SHORTTS LAKE - Low-burning temperatures during a kiln startup at the Lafarge cement plant was the cause of heavy fumes and smoke that recently caused residents to take refuge indoors, the Department of Environment (DoE) says.
Lafarge cement plant in Brookfield.
"They were burning used oil and it wasn't being burned at the temperature that would cause it to be burned efficiently and not cause problems," said department spokeswoman Lori Errington.
"If you are not burning at an optimal temperature you are going to get more smoke," she said, using the burning of wet firewood as an example.
"And so they were burning used oil and it wasn't at an optimal temperature."

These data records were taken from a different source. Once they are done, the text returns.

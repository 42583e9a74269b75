//! Active region detection
//!
//! Trims leading and trailing silence so that silent lead-in cannot be abused
//! as key material. A composite activity score over RMS, spectral flux, and
//! centroid movement is thresholded with two-level hysteresis; the longest
//! surviving run of hot frames becomes the active region.

use crate::audio::AudioAnalysis;
use crate::{Error, Result};

/// Composite score weight for RMS energy
pub const WEIGHT_RMS: f32 = 0.5;
/// Composite score weight for spectral flux
pub const WEIGHT_FLUX: f32 = 0.3;
/// Composite score weight for centroid movement
pub const WEIGHT_CENTROID: f32 = 0.2;

/// Score at or above which a frame opens a hot run
pub const HIGH_THRESHOLD: f32 = 0.35;
/// Score below which frames count toward closing a hot run
pub const LOW_THRESHOLD: f32 = 0.20;
/// Consecutive below-low frames required to close a hot run
pub const RELEASE_FRAMES: usize = 4;
/// Maximum cold gap between hot runs that still merges them
pub const GAP_FRAMES: usize = 8;

/// A contiguous span of meaningful audio content
///
/// `[start_frame, end_frame)` indexes into the source track's frame sequence;
/// `frames` holds the frames themselves.
#[derive(Debug, Clone)]
pub struct ActiveRegion {
    /// First frame of the region (inclusive)
    pub start_frame: usize,
    /// One past the last frame of the region (exclusive)
    pub end_frame: usize,
    /// The active frames, in order
    pub frames: Vec<Vec<f32>>,
}

impl ActiveRegion {
    /// Number of frames in the region
    pub fn len(&self) -> usize {
        self.end_frame - self.start_frame
    }

    /// Whether the region is empty (never true for a detected region)
    pub fn is_empty(&self) -> bool {
        self.len() == 0
    }
}

/// Detect the active region of an analyzed track
///
/// Fails with `NoActiveRegion` when no run of hot frames reaches
/// `min_active_frames` (~100 ms of audio at the analysis hop).
pub fn detect_active_region(analysis: &AudioAnalysis) -> Result<ActiveRegion> {
    let scores = activity_scores(analysis);
    let min_frames = analysis.params.min_active_frames();

    let (start, end) = select_longest_run(&scores, min_frames).ok_or_else(|| {
        Error::NoActiveRegion(format!(
            "No contiguous span of at least {min_frames} active frames"
        ))
    })?;

    debug_assert!(start < end && end <= analysis.n_frames());

    Ok(ActiveRegion {
        start_frame: start,
        end_frame: end,
        frames: analysis.frames[start..end].to_vec(),
    })
}

/// The longest merged hot run of at least `min_frames` frames, if any
fn select_longest_run(scores: &[f32], min_frames: usize) -> Option<(usize, usize)> {
    merge_runs(hot_runs(scores), GAP_FRAMES)
        .into_iter()
        .max_by_key(|(start, end)| end - start)
        .filter(|(start, end)| end - start >= min_frames)
}

/// Per-frame composite activity score in [0, 1]
pub fn activity_scores(analysis: &AudioAnalysis) -> Vec<f32> {
    let rms = min_max_normalize(&analysis.rms_envelope);
    let flux = min_max_normalize(&analysis.flux_series);

    let mut centroid_delta = Vec::with_capacity(analysis.n_frames());
    centroid_delta.push(0.0);
    for pair in analysis.centroid_series.windows(2) {
        centroid_delta.push((pair[1] - pair[0]).abs());
    }
    let centroid = min_max_normalize(&centroid_delta);

    rms.iter()
        .zip(flux.iter())
        .zip(centroid.iter())
        .map(|((&r, &f), &c)| WEIGHT_RMS * r + WEIGHT_FLUX * f + WEIGHT_CENTROID * c)
        .collect()
}

/// Min-max normalization over the track; a constant series maps to all zeros
fn min_max_normalize(series: &[f32]) -> Vec<f32> {
    let min = series.iter().copied().fold(f32::INFINITY, f32::min);
    let max = series.iter().copied().fold(f32::NEG_INFINITY, f32::max);
    if !min.is_finite() || !max.is_finite() || max - min <= f32::EPSILON {
        return vec![0.0; series.len()];
    }
    series.iter().map(|&x| (x - min) / (max - min)).collect()
}

/// Two-threshold hysteresis: a run opens at `score >= HIGH_THRESHOLD` and
/// closes before the first of `RELEASE_FRAMES` consecutive frames below
/// `LOW_THRESHOLD`. Returns half-open `(start, end)` runs.
fn hot_runs(scores: &[f32]) -> Vec<(usize, usize)> {
    let mut runs = Vec::new();
    let mut run_start: Option<usize> = None;
    let mut below = 0usize;

    for (i, &score) in scores.iter().enumerate() {
        match run_start {
            None => {
                if score >= HIGH_THRESHOLD {
                    run_start = Some(i);
                    below = 0;
                }
            }
            Some(start) => {
                if score < LOW_THRESHOLD {
                    below += 1;
                    if below >= RELEASE_FRAMES {
                        runs.push((start, i + 1 - RELEASE_FRAMES));
                        run_start = None;
                        below = 0;
                    }
                } else {
                    below = 0;
                }
            }
        }
    }

    // A run still open at end-of-track closes before any trailing below-low
    // frames that had not yet reached the release count.
    if let Some(start) = run_start {
        let end = scores.len() - below;
        if end > start {
            runs.push((start, end));
        }
    }

    runs
}

/// Merge runs separated by at most `gap` cold frames
fn merge_runs(runs: Vec<(usize, usize)>, gap: usize) -> Vec<(usize, usize)> {
    let mut merged: Vec<(usize, usize)> = Vec::with_capacity(runs.len());
    for (start, end) in runs {
        match merged.last_mut() {
            Some((_, prev_end)) if start - *prev_end <= gap => *prev_end = end,
            _ => merged.push((start, end)),
        }
    }
    merged
}
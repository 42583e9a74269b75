//! Engine handle and vault file operations

use crate::{Error, Result};
use echotome_core::{
    analyze_samples, audio_content_hash, compute_riv, compute_temporal_hash,
    detect_active_region, envelope, ActiveRegion, AeadAlgorithm, AnalysisParams, AudioAnalysis,
};
use echotome_storage::{
    CertificateStore, CleanupHandle, DataRoot, IdentityKeystore, SessionManager, VaultStore,
    DEFAULT_CLEANUP_INTERVAL,
};
use std::fs;
use std::path::PathBuf;
use std::sync::Arc;

/// The assembled Echotome engine
///
/// Owns the identity keystore, the certificate and vault stores, and the
/// session manager, all rooted at one data directory. One instance per data
/// root; the session table is process-wide state.
pub struct Engine {
    root: DataRoot,
    params: AnalysisParams,
    algorithm: AeadAlgorithm,
    keystore: IdentityKeystore,
    certificates: CertificateStore,
    vaults: VaultStore,
    sessions: Arc<SessionManager>,
}

impl Engine {
    /// Open an engine with default analysis parameters
    pub fn open(root: DataRoot) -> Result<Self> {
        Self::with_params(root, AnalysisParams::default())
    }

    /// Open an engine with explicit analysis parameters
    pub fn with_params(root: DataRoot, params: AnalysisParams) -> Result<Self> {
        params.validate()?;
        root.ensure_layout()?;

        Ok(Self {
            params,
            algorithm: AeadAlgorithm::XChaCha20Poly1305,
            keystore: IdentityKeystore::new(root.clone()),
            certificates: CertificateStore::new(root.clone()),
            vaults: VaultStore::new(root.clone()),
            sessions: Arc::new(SessionManager::new(root.clone())?),
            root,
        })
    }

    /// The data root everything is stored under
    pub fn data_root(&self) -> &DataRoot {
        &self.root
    }

    /// Select the AEAD algorithm for subsequently sealed blobs
    pub fn with_algorithm(mut self, algorithm: AeadAlgorithm) -> Self {
        self.algorithm = algorithm;
        self
    }

    /// Analysis parameters in effect
    pub fn analysis_params(&self) -> AnalysisParams {
        self.params
    }

    /// AEAD algorithm in effect
    pub fn algorithm(&self) -> AeadAlgorithm {
        self.algorithm
    }

    /// The identity keystore
    pub fn keystore(&self) -> &IdentityKeystore {
        &self.keystore
    }

    /// The certificate store
    pub fn certificates(&self) -> &CertificateStore {
        &self.certificates
    }

    /// The vault store
    pub fn vaults(&self) -> &VaultStore {
        &self.vaults
    }

    /// The session manager
    pub fn sessions(&self) -> &Arc<SessionManager> {
        &self.sessions
    }

    /// Spawn the background session cleanup task
    pub fn spawn_session_cleanup(&self) -> CleanupHandle {
        self.sessions.spawn_cleanup(DEFAULT_CLEANUP_INTERVAL)
    }

    /// Lock one session
    pub fn lock(&self, session_id: &str) -> Result<()> {
        Ok(self.sessions.end_session(session_id)?)
    }

    /// Emergency lock: tear down every session immediately
    pub fn emergency_lock(&self) {
        tracing::warn!("Emergency lock");
        self.sessions.end_all();
    }

    /// Host went to background; profiles with background auto-lock close
    pub fn host_background(&self) {
        self.sessions.on_host_background();
    }

    /// Seal a plaintext into the session's vault as an encrypted blob
    ///
    /// The plaintext never touches disk; only the envelope is stored.
    pub fn seal_into_vault(
        &self,
        session_id: &str,
        blob_name: &str,
        plaintext: &[u8],
    ) -> Result<()> {
        let info = self.sessions.get_session(session_id)?;
        let vault = self.vaults.get_vault(&info.vault_id)?;

        let sealed = self.sessions.with_key(session_id, |key| {
            envelope::seal(key, plaintext, vault.profile, &vault.rune_id, self.algorithm)
        })??;

        self.vaults.store_blob(&vault.id, blob_name, &sealed)?;
        tracing::info!(vault_id = %vault.id, blob_name, "Sealed blob into vault");
        Ok(())
    }

    /// Decrypt a vault blob into the session directory
    ///
    /// Returns the path of the plaintext file; it lives only as long as the
    /// session and is wiped with it.
    pub fn open_to_session(&self, session_id: &str, blob_name: &str) -> Result<PathBuf> {
        let info = self.sessions.get_session(session_id)?;
        let vault = self.vaults.get_vault(&info.vault_id)?;
        let sealed = self.vaults.load_blob(&vault.id, blob_name)?;

        let opened = self
            .sessions
            .with_key(session_id, |key| envelope::open(key, &sealed))??;
        if opened.rune_id != vault.rune_id {
            return Err(Error::Validation(
                "Blob is bound to a different vault".into(),
            ));
        }

        let out_path = info.dir.join(blob_name);
        fs::write(&out_path, &opened.plaintext).map_err(|e| Error::Storage(e.into()))?;
        self.sessions.record_decrypted_file(session_id, blob_name)?;
        Ok(out_path)
    }

    /// Per-track ritual analysis shared by enrollment and unlock
    pub(crate) fn analyze_track(&self, samples: &[f32], owner_pub: &[u8; 32]) -> Result<TrackAnalysis> {
        let analysis = analyze_samples(samples, self.params)?;
        let region = detect_active_region(&analysis)?;
        let track_length = samples.len() as u64;
        let temporal_hash =
            compute_temporal_hash(&region, &self.params, owner_pub, track_length)?;
        let riv = compute_riv(&analysis, &temporal_hash);

        Ok(TrackAnalysis {
            audio_hash: audio_content_hash(samples),
            track_length,
            region,
            temporal_hash,
            riv,
            analysis,
        })
    }
}

/// Everything the pipeline derives from one track
pub(crate) struct TrackAnalysis {
    pub analysis: AudioAnalysis,
    pub region: ActiveRegion,
    pub audio_hash: [u8; 32],
    pub track_length: u64,
    pub temporal_hash: [u8; 32],
    pub riv: [u8; 32],
}
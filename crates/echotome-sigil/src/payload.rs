//! Steganographic payload model
//!
//! The payload embedded into a sigil image is a small UTF-8 JSON document
//! linking the image to a vault: the encrypted master key, the ritual imprint
//! vector, and the hash of the ritual certificate it belongs with.

use crate::stego::{embed_payload, extract_payload, SigilImage};
use crate::{Error, Result};
use base64::engine::general_purpose::STANDARD as BASE64;
use base64::Engine;
use serde::{Deserialize, Serialize};

/// Current stego payload format version
pub const STEGO_PAYLOAD_VERSION: &str = "steg-1";

/// The recognized payload fields
#[derive(Debug, Clone, PartialEq, Eq, Serialize, Deserialize)]
pub struct StegoPayload {
    /// Base64 of the AEAD-encrypted master key envelope
    pub enc_mk: String,
    /// Hex SHA-256 of the canonical ritual certificate bytes
    pub roc_hash: String,
    /// Hex ritual imprint vector
    pub riv: String,
    /// Vault rune id
    pub rune_id: String,
    /// Payload format version
    pub version: String,
}

impl StegoPayload {
    /// Assemble a payload from its raw components
    pub fn new(rune_id: String, enc_mk: &[u8], roc_hash: &[u8; 32], riv: &[u8; 32]) -> Self {
        Self {
            enc_mk: BASE64.encode(enc_mk),
            roc_hash: hex::encode(roc_hash),
            riv: hex::encode(riv),
            rune_id,
            version: STEGO_PAYLOAD_VERSION.to_string(),
        }
    }

    /// Decode the encrypted master key envelope
    pub fn enc_mk_bytes(&self) -> Result<Vec<u8>> {
        BASE64
            .decode(&self.enc_mk)
            .map_err(|e| Error::PayloadCorrupt(format!("Bad enc_mk encoding: {e}")))
    }

    /// Decode the certificate hash
    pub fn roc_hash_bytes(&self) -> Result<[u8; 32]> {
        decode_hex32(&self.roc_hash, "roc_hash")
    }

    /// Decode the ritual imprint vector
    pub fn riv_bytes(&self) -> Result<[u8; 32]> {
        decode_hex32(&self.riv, "riv")
    }
}

fn decode_hex32(value: &str, field: &str) -> Result<[u8; 32]> {
    let bytes =
        hex::decode(value).map_err(|e| Error::PayloadCorrupt(format!("Bad {field}: {e}")))?;
    bytes
        .try_into()
        .map_err(|_| Error::PayloadCorrupt(format!("Bad {field} length")))
}

/// Embed a stego payload into a sigil image
pub fn embed_stego_payload(image: &SigilImage, payload: &StegoPayload) -> Result<SigilImage> {
    let json = serde_json::to_vec(payload)?;
    tracing::debug!(
        rune_id = %payload.rune_id,
        bytes = json.len(),
        "Embedding stego payload"
    );
    embed_payload(image, &json)
}

/// Extract and validate a stego payload from a sigil image
pub fn extract_stego_payload(image: &SigilImage) -> Result<StegoPayload> {
    let bytes = extract_payload(image)?;
    let payload: StegoPayload = serde_json::from_slice(&bytes)?;
    if payload.version != STEGO_PAYLOAD_VERSION {
        return Err(Error::PayloadCorrupt(format!(
            "Unsupported payload version: {}",
            payload.version
        )));
    }
    Ok(payload)
}
//! Steganographic sigil layer for Echotome
//!
//! Embeds and extracts the vault-linking payload in the least significant
//! bits of a decoded RGB image. Image encoding and decoding (PNG etc.) happen
//! upstream; this crate only sees raw channel bytes.

#![forbid(unsafe_code)]
#![warn(missing_docs)]

pub mod error;
pub mod payload;
pub mod stego;

pub use error::{Error, Result};
pub use payload::{
    embed_stego_payload, extract_stego_payload, StegoPayload, STEGO_PAYLOAD_VERSION,
};
pub use stego::{embed_payload, extract_payload, SigilImage, FRAME_HEADER_LEN, STEGO_MAGIC};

At the time of the incident in early August, nearby resident Stanley Campbell said the "brutal" fumes that had "gagged everybody out" lasted for more than five hours.
Lafarge was directed by the DoE to file a report stating both the cause of the fumes and what the company plans to do to prevent a reoccurrence.
"Basically they will revise their kiln startup operating procedure," Errington said, adding that the DoE inspector involved is satisfied "that this is a one-off and it won't happen again.
"So we won't be taking any compliance action," she said, and the file now is closed.
Plant manager Scarth MacDonnell said efforts will be made to prevent a re-occurrence after future shutdowns, which occur about three times per year.
"We had an unfortunate incident that from our perspective was unacceptable," he said.
"To learn from this and to make sure it doesn't happen again we are making changes to our start-up procedures and we're going to delay the onset of any oil to the kiln until we know that the kiln's at an acceptable temperature to ensure sufficient combustion."
The plant will also be initiating a call registry, he said, so that all area residents interested in knowing when a start up is going to occur, can be informed in advance.